### Information supplied
★ ★ ★ ★ ★

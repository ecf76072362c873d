//! Registry-backed layer cache, shared between builders.
//!
//! Each entry is a small image manifest in a dedicated cache repository,
//! tagged `layer-<cache key>`. Its single layer is the cached blob and its
//! config blob records the layer's diff id:
//!
//! ```text
//! <repo>-buildcache:layer-<key>  ->  manifest
//!                                     config  {"diffId": "sha256:..."}
//!                                     layers  [<layer blob>]
//! ```
//!
//! The cache never fails a build. Read errors are logged and count as a miss,
//! write errors are logged and dropped.

use std::sync::Arc;

use async_trait::async_trait;
use serde::{Deserialize, Serialize};
use thiserror::Error;
use tracing::{debug, warn};

use super::{CacheError, CacheKey, CachedLayer, LayerCache};
use crate::oci::{Blob, Digest, ImageManifest, MEDIA_TYPE_MANIFEST};
use crate::registry::{Registry, RegistryError, SessionKeeper};
use crate::secret::Credentials;

/// Media type of the config blob of a cache entry.
pub const MEDIA_TYPE_CACHE_CONFIG: &str = "application/vnd.probeship.cache.config.v1+json";

/// Suffix of the default cache repository.
pub const CACHE_REPOSITORY_SUFFIX: &str = "-buildcache";

#[derive(Debug, Serialize, Deserialize)]
#[serde(rename_all = "camelCase")]
struct EntryConfig {
  diff_id: Digest,
}

#[derive(Debug, Error)]
enum EntryError {
  #[error(transparent)]
  Registry(#[from] RegistryError),

  #[error("malformed cache entry: {0}")]
  Malformed(String),
}

pub struct RegistryCache {
  keeper: SessionKeeper,
}

impl RegistryCache {
  pub fn new(registry: Arc<dyn Registry>, repository: &str, credentials: Credentials) -> Self {
    Self {
      keeper: SessionKeeper::push(registry, repository, credentials),
    }
  }

  /// The default cache repository for images published to `repository`.
  pub fn repository_for(repository: &str) -> String {
    format!("{}{}", repository, CACHE_REPOSITORY_SUFFIX)
  }

  pub fn repository(&self) -> &str {
    self.keeper.repository()
  }

  fn tag(key: &CacheKey) -> String {
    format!("layer-{}", key.as_str())
  }

  async fn read(&self, key: &CacheKey) -> Result<Option<CachedLayer>, EntryError> {
    let session = self.keeper.session().await?;
    let registry = self.keeper.registry();
    let Some(manifest) = registry.fetch_manifest(&session, &Self::tag(key)).await? else {
      return Ok(None);
    };

    let manifest: ImageManifest =
      serde_json::from_slice(&manifest.body).map_err(|e| EntryError::Malformed(e.to_string()))?;
    if manifest.config.media_type != MEDIA_TYPE_CACHE_CONFIG {
      return Err(EntryError::Malformed(format!(
        "unexpected config type {}",
        manifest.config.media_type
      )));
    }
    let [descriptor] = <[_; 1]>::try_from(manifest.layers)
      .map_err(|layers| EntryError::Malformed(format!("expected one layer, found {}", layers.len())))?;

    let config = registry.fetch_blob(&session, &manifest.config.digest).await?;
    let config: EntryConfig = serde_json::from_slice(&config).map_err(|e| EntryError::Malformed(e.to_string()))?;
    let data = registry.fetch_blob(&session, &descriptor.digest).await?;

    Ok(Some(CachedLayer {
      descriptor,
      diff_id: config.diff_id,
      data,
    }))
  }

  async fn write(&self, key: &CacheKey, layer: &CachedLayer) -> Result<(), EntryError> {
    let session = self.keeper.session().await?;
    let registry = self.keeper.registry();

    let config = Blob::from_json(
      MEDIA_TYPE_CACHE_CONFIG,
      &EntryConfig {
        diff_id: layer.diff_id.clone(),
      },
    )
    .map_err(|e| EntryError::Malformed(e.to_string()))?;

    for (digest, data) in [
      (&layer.descriptor.digest, layer.data.as_slice()),
      (&config.descriptor.digest, config.data.as_slice()),
    ] {
      if !registry.blob_exists(&session, digest).await? {
        registry.push_blob(&session, digest, data).await?;
      }
    }

    let manifest = Blob::from_json(
      MEDIA_TYPE_MANIFEST,
      &ImageManifest::new(config.descriptor, vec![layer.descriptor.clone()]),
    )
    .map_err(|e| EntryError::Malformed(e.to_string()))?;
    registry
      .push_manifest(&session, &Self::tag(key), MEDIA_TYPE_MANIFEST, &manifest.data)
      .await?;
    Ok(())
  }
}

#[async_trait]
impl LayerCache for RegistryCache {
  async fn get(&self, key: &CacheKey) -> Result<Option<CachedLayer>, CacheError> {
    match self.read(key).await {
      Ok(hit) => Ok(hit),
      Err(e) => {
        warn!(repository = %self.repository(), key = %key.0.short(12), error = %e, "shared cache read failed");
        Ok(None)
      }
    }
  }

  async fn put(&self, key: &CacheKey, layer: &CachedLayer) -> Result<(), CacheError> {
    match self.write(key, layer).await {
      Ok(()) => debug!(repository = %self.repository(), key = %key.0.short(12), "exported layer"),
      Err(e) => warn!(repository = %self.repository(), key = %key.0.short(12), error = %e, "shared cache write failed"),
    }
    Ok(())
  }
}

★ ★ ★ ★ ★

### Activity
Set down the whole listing exactly.

### Task output
repository ecf76072362c873d
//! Registry-backed layer cache, shared between builders.
//!
//! Each entry is a small image manifest in a dedicated cache repository,
//! tagged `layer-<cache key>`. Its single layer is the cached blob and its
//! config blob records the layer's diff id:
//!
//! ```text
//! <repo>-buildcache:layer-<key>  ->  manifest
//!                                     config  {"diffId": "sha256:..."}
//!                                     layers  [<layer blob>]
//! ```
//!
//! The cache never fails a build. Read errors are logged and count as a miss,
//! write errors are logged and dropped.

use std::sync::Arc;

use async_trait::async_trait;
use serde::{Deserialize, Serialize};
use thiserror::Error;
use tracing::{debug, warn};

use super::{CacheError, CacheKey, CachedLayer, LayerCache};
use crate::oci::{Blob, Digest, ImageManifest, MEDIA_TYPE_MANIFEST};
use crate::registry::{Registry, RegistryError, SessionKeeper};
use crate::secret::Credentials;

/// Media type of the config blob of a cache entry.
pub const MEDIA_TYPE_CACHE_CONFIG: &str = "application/vnd.probeship.cache.config.v1+json";

/// Suffix of the default cache repository.
pub const CACHE_REPOSITORY_SUFFIX: &str = "-buildcache";

#[derive(Debug, Serialize, Deserialize)]
#[serde(rename_all = "camelCase")]
struct EntryConfig {
  diff_id: Digest,
}

#[derive(Debug, Error)]
enum EntryError {
  #[error(transparent)]
  Registry(#[from] RegistryError),

  #[error("malformed cache entry: {0}")]
  Malformed(String),
}

pub struct RegistryCache {
  keeper: SessionKeeper,
}

impl RegistryCache {
  pub fn new(registry: Arc<dyn Registry>, repository: &str, credentials: Credentials) -> Self {
    Self {
      keeper: SessionKeeper::push(registry, repository, credentials),
    }
  }

  /// The default cache repository for images published to `repository`.
  pub fn repository_for(repository: &str) -> String {
    format!("{}{}", repository, CACHE_REPOSITORY_SUFFIX)
  }

  pub fn repository(&self) -> &str {
    self.keeper.repository()
  }

  fn tag(key: &CacheKey) -> String {
    format!("layer-{}", key.as_str())
  }

  async fn read(&self, key: &CacheKey) -> Result<Option<CachedLayer>, EntryError> {
    let session = self.keeper.session().await?;
    let registry = self.keeper.registry();
    let Some(manifest) = registry.fetch_manifest(&session, &Self::tag(key)).await? else {
      return Ok(None);
    };

    let manifest: ImageManifest =
      serde_json::from_slice(&manifest.body).map_err(|e| EntryError::Malformed(e.to_string()))?;
    if manifest.config.media_type != MEDIA_TYPE_CACHE_CONFIG {
      return Err(EntryError::Malformed(format!(
        "unexpected config type {}",
        manifest.config.media_type
      )));
    }
    let [descriptor] = <[_; 1]>::try_from(manifest.layers)
      .map_err(|layers| EntryError::Malformed(format!("expected one layer, found {}", layers.len())))?;

    let config = registry.fetch_blob(&session, &manifest.config.digest).await?;
    let config: EntryConfig = serde_json::from_slice(&config).map_err(|e| EntryError::Malformed(e.to_string()))?;
    let data = registry.fetch_blob(&session, &descriptor.digest).await?;

    Ok(Some(CachedLayer {
      descriptor,
      diff_id: config.diff_id,
      data,
    }))
  }

  async fn write(&self, key: &CacheKey, layer: &CachedLayer) -> Result<(), EntryError> {
    let session = self.keeper.session().await?;
    let registry = self.keeper.registry();

    let config = Blob::from_json(
      MEDIA_TYPE_CACHE_CONFIG,
      &EntryConfig {
        diff_id: layer.diff_id.clone(),
      },
    )
    .map_err(|e| EntryError::Malformed(e.to_string()))?;

    for (digest, data) in [
      (&layer.descriptor.digest, layer.data.as_slice()),
      (&config.descriptor.digest, config.data.as_slice()),
    ] {
      if !registry.blob_exists(&session, digest).await? {
        registry.push_blob(&session, digest, data).await?;
      }
    }

    let manifest = Blob::from_json(
      MEDIA_TYPE_MANIFEST,
      &ImageManifest::new(config.descriptor, vec![layer.descriptor.clone()]),
    )
    .map_err(|e| EntryError::Malformed(e.to_string()))?;
    registry
      .push_manifest(&session, &Self::tag(key), MEDIA_TYPE_MANIFEST, &manifest.data)
      .await?;
    Ok(())
  }
}

#[async_trait]
impl LayerCache for RegistryCache {
  async fn get(&self, key: &CacheKey) -> Result<Option<CachedLayer>, CacheError> {
    match self.read(key).await {
      Ok(hit) => Ok(hit),
      Err(e) => {
        warn!(repository = %self.repository(), key = %key.0.short(12), error = %e, "shared cache read failed");
        Ok(None)
      }
    }
  }

  async fn put(&self, key: &CacheKey, layer: &CachedLayer) -> Result<(), CacheError> {
    match self.write(key, layer).await {
      Ok(()) => debug!(repository = %self.repository(), key = %key.0.short(12), "exported layer"),
      Err(e) => warn!(repository = %self.repository(), key = %key.0.short(12), error = %e, "shared cache write failed"),
    }
    Ok(())
  }
}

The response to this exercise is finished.